**INSTRUCTIONS TO FOLLOW:** The answer must be an exact reproduction of the lines from the start of the records below through the line containing "fn default_allowed_headers() ->", and nothing more.

--- DATASET EXCERPTS Enclosed Below ---

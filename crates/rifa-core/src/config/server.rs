//! Server and CORS configuration.

use serde::{Deserialize, Serialize};

/// HTTP server configuration.
#[derive(Debug, Clone, Serialize, Deserialize)]
pub struct ServerConfig {
    /// Bind address.
    #[serde(default = "default_host")]
    pub host: String,
    /// Bind port.
    #[serde(default = "default_port")]
    pub port: u16,
    /// CORS configuration.
    #[serde(default)]
    pub cors: CorsConfig,
}

impl Default for ServerConfig {
    fn default() -> Self {
        Self {
            host: default_host(),
            port: default_port(),
            cors: CorsConfig::default(),
        }
    }
}

/// CORS (Cross-Origin Resource Sharing) configuration.
#[derive(Debug, Clone, Serialize, Deserialize)]
pub struct CorsConfig {
    /// Allowed origins (use `["*"]` for development only).
    #[serde(default = "default_allowed_origins")]
    pub allowed_origins: Vec<String>,
    /// Allowed HTTP methods.
    #[serde(default = "default_allowed_methods")]
    pub allowed_methods: Vec<String>,
    /// Allowed HTTP headers.
    #[serde(default = "default_allowed_headers")]
    pub allowed_headers: Vec<String>,
    /// Max age for preflight cache in seconds.
    #[serde(default = "default_max_age")]
    pub max_age_seconds: u64,
}

impl Default for CorsConfig {
    fn default() -> Self {
        Self {
            allowed_origins: default_allowed_origins(),
            allowed_methods: default_allowed_methods(),
            allowed_headers: default_allowed_headers(),
            max_age_seconds: default_max_age(),
        }
    }
}

fn default_host() -> String {
    "0.0.0.0".to_string()
}

fn default_port() -> u16 {
    3000
}

fn default_allowed_origins() -> Vec<String> {
    vec!["*".to_string()]
}

fn default_allowed_methods() -> Vec<String> {
    vec!["GET".to_string(), "POST".to_string()]
}

fn default_allowed_headers() -> Vec<String> {
    vec!["*".to_string()]
}

fn default_max_age() -> u64 {
    3600
}
//! # rifa-api
//!
//! HTTP layer for the Rifa raffle backend: router, handlers, DTOs,
//! error mapping, and server bootstrap.

pub mod app;
pub mod dto;
pub mod error;
pub mod handlers;
pub mod middleware;
pub mod router;
pub mod state;
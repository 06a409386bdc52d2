//! # rifa-core
//!
//! Core crate for the Rifa raffle backend. Contains configuration
//! schemas and the unified error system.
//!
//! This crate has **no** internal dependencies on other Rifa crates.

pub mod config;
pub mod error;
pub mod result;

pub use error::AppError;
pub use result::AppResult;
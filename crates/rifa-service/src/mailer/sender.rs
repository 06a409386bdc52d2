//! Mailer trait and provider dispatch.

use async_trait::async_trait;

use rifa_core::config::mailer::MailerConfig;
use rifa_core::error::AppError;
use rifa_core::result::AppResult;

use super::http::HttpMailer;
use super::log::LogMailer;

/// Sends a single plain-text email.
///
/// Delivery is best-effort at every call site: a failed send maps to
/// `ErrorKind::Notification` and must never roll back the state change
/// it follows.
#[async_trait]
pub trait Mailer: Send + Sync + std::fmt::Debug {
    /// Send `body` to `to` with the given subject.
    async fn send(&self, to: &str, subject: &str, body: &str) -> AppResult<()>;
}

/// Dispatcher over the configured delivery provider.
#[derive(Debug)]
pub enum MailerDispatch {
    /// Transactional mail HTTP API.
    Http(HttpMailer),
    /// Log-only delivery for dev and test runs.
    Log(LogMailer),
    /// No delivery at all.
    Disabled,
}

impl MailerDispatch {
    /// Create a dispatcher for the configured provider name.
    pub fn from_config(config: &MailerConfig) -> AppResult<Self> {
        match config.provider.as_str() {
            "http" => Ok(Self::Http(HttpMailer::new(config)?)),
            "log" => Ok(Self::Log(LogMailer::new(config))),
            "disabled" => Ok(Self::Disabled),
            other => Err(AppError::configuration(format!(
                "Unknown mailer provider: {other}"
            ))),
        }
    }

    /// Whether delivery is switched off entirely.
    pub fn is_disabled(&self) -> bool {
        matches!(self, Self::Disabled)
    }
}

#[async_trait]
impl Mailer for MailerDispatch {
    async fn send(&self, to: &str, subject: &str, body: &str) -> AppResult<()> {
        match self {
            Self::Http(inner) => inner.send(to, subject, body).await,
            Self::Log(inner) => inner.send(to, subject, body).await,
            Self::Disabled => Ok(()),
        }
    }
}
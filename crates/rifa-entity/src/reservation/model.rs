//! Reservation entity model.

use chrono::{DateTime, Utc};
use serde::{Deserialize, Serialize};
use sqlx::FromRow;
use uuid::Uuid;

/// A buyer's reservation of one or more ticket numbers.
///
/// Created once at allocation time, mutated at most once (confirmation),
/// never deleted by the system.
#[derive(Debug, Clone, Serialize, Deserialize, FromRow)]
pub struct Reservation {
    /// Unique reservation identifier.
    pub id: Uuid,
    /// Caller-supplied reservation code, unique across all reservations.
    pub code: String,
    /// Buyer display name.
    pub buyer_name: String,
    /// Buyer phone number, opaque.
    pub phone: String,
    /// Buyer city, opaque.
    pub city: String,
    /// Buyer email address.
    pub email: String,
    /// Number of tickets requested.
    pub combo_size: i32,
    /// Ticket numbers assigned to this reservation, stored ascending.
    pub assigned_numbers: Vec<i32>,
    /// Whether payment was confirmed. Only confirmed reservations
    /// occupy their numbers in the pool.
    pub confirmed: bool,
    /// Whether this record came from the free-entry sub-flow.
    pub free_entry: bool,
    /// When the reservation was created.
    pub created_at: DateTime<Utc>,
    /// When the reservation was confirmed.
    pub confirmed_at: Option<DateTime<Utc>>,
}

impl Reservation {
    /// Whether this reservation holds the given ticket number.
    pub fn holds_number(&self, number: i32) -> bool {
        self.assigned_numbers.binary_search(&number).is_ok()
    }
}

/// Data required to create a new reservation.
///
/// Numbers are not part of the input: the service draws them from the
/// pool at creation time.
#[derive(Debug, Clone, Serialize, Deserialize)]
pub struct NewReservation {
    /// Caller-supplied reservation code.
    pub code: String,
    /// Buyer display name.
    pub buyer_name: String,
    /// Buyer phone number.
    pub phone: String,
    /// Buyer city.
    pub city: String,
    /// Buyer email address.
    pub email: String,
    /// Number of tickets requested.
    pub combo_size: i32,
}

--- End of Enclosed DATASET EXCERPTS ---

**RESPONSE:**
filename crates/rifa-core/src/config/server.rs
//! Server and CORS configuration.

use serde::{Deserialize, Serialize};

/// HTTP server configuration.
#[derive(Debug, Clone, Serialize, Deserialize)]
pub struct ServerConfig {
    /// Bind address.
    #[serde(default = "default_host")]
    pub host: String,
    /// Bind port.
    #[serde(default = "default_port")]
    pub port: u16,
    /// CORS configuration.
    #[serde(default)]
    pub cors: CorsConfig,
}

impl Default for ServerConfig {
    fn default() -> Self {
        Self {
            host: default_host(),
            port: default_port(),
            cors: CorsConfig::default(),
        }
    }
}

/// CORS (Cross-Origin Resource Sharing) configuration.
#[derive(Debug, Clone, Serialize, Deserialize)]
pub struct CorsConfig {
    /// Allowed origins (use `["*"]` for development only).
    #[serde(default = "default_allowed_origins")]
    pub allowed_origins: Vec<String>,
    /// Allowed HTTP methods.
    #[serde(default = "default_allowed_methods")]
    pub allowed_methods: Vec<String>,
    /// Allowed HTTP headers.
    #[serde(default = "default_allowed_headers")]
    pub allowed_headers: Vec<String>,
    /// Max age for preflight cache in seconds.
    #[serde(default = "default_max_age")]
    pub max_age_seconds: u64,
}

impl Default for CorsConfig {
    fn default() -> Self {
        Self {
            allowed_origins: default_allowed_origins(),
            allowed_methods: default_allowed_methods(),
            allowed_headers: default_allowed_headers(),
            max_age_seconds: default_max_age(),
        }
    }
}

fn default_host() -> String {
    "0.0.0.0".to_string()
}

fn default_port() -> u16 {
    3000
}

fn default_allowed_origins() -> Vec<String> {
    vec!["*".to_string()]
}

fn default_allowed_methods() -> Vec<String> {
    vec!["GET".to_string(), "POST".to_string()]
}

fn default_allowed_headers() -> Vec<String> {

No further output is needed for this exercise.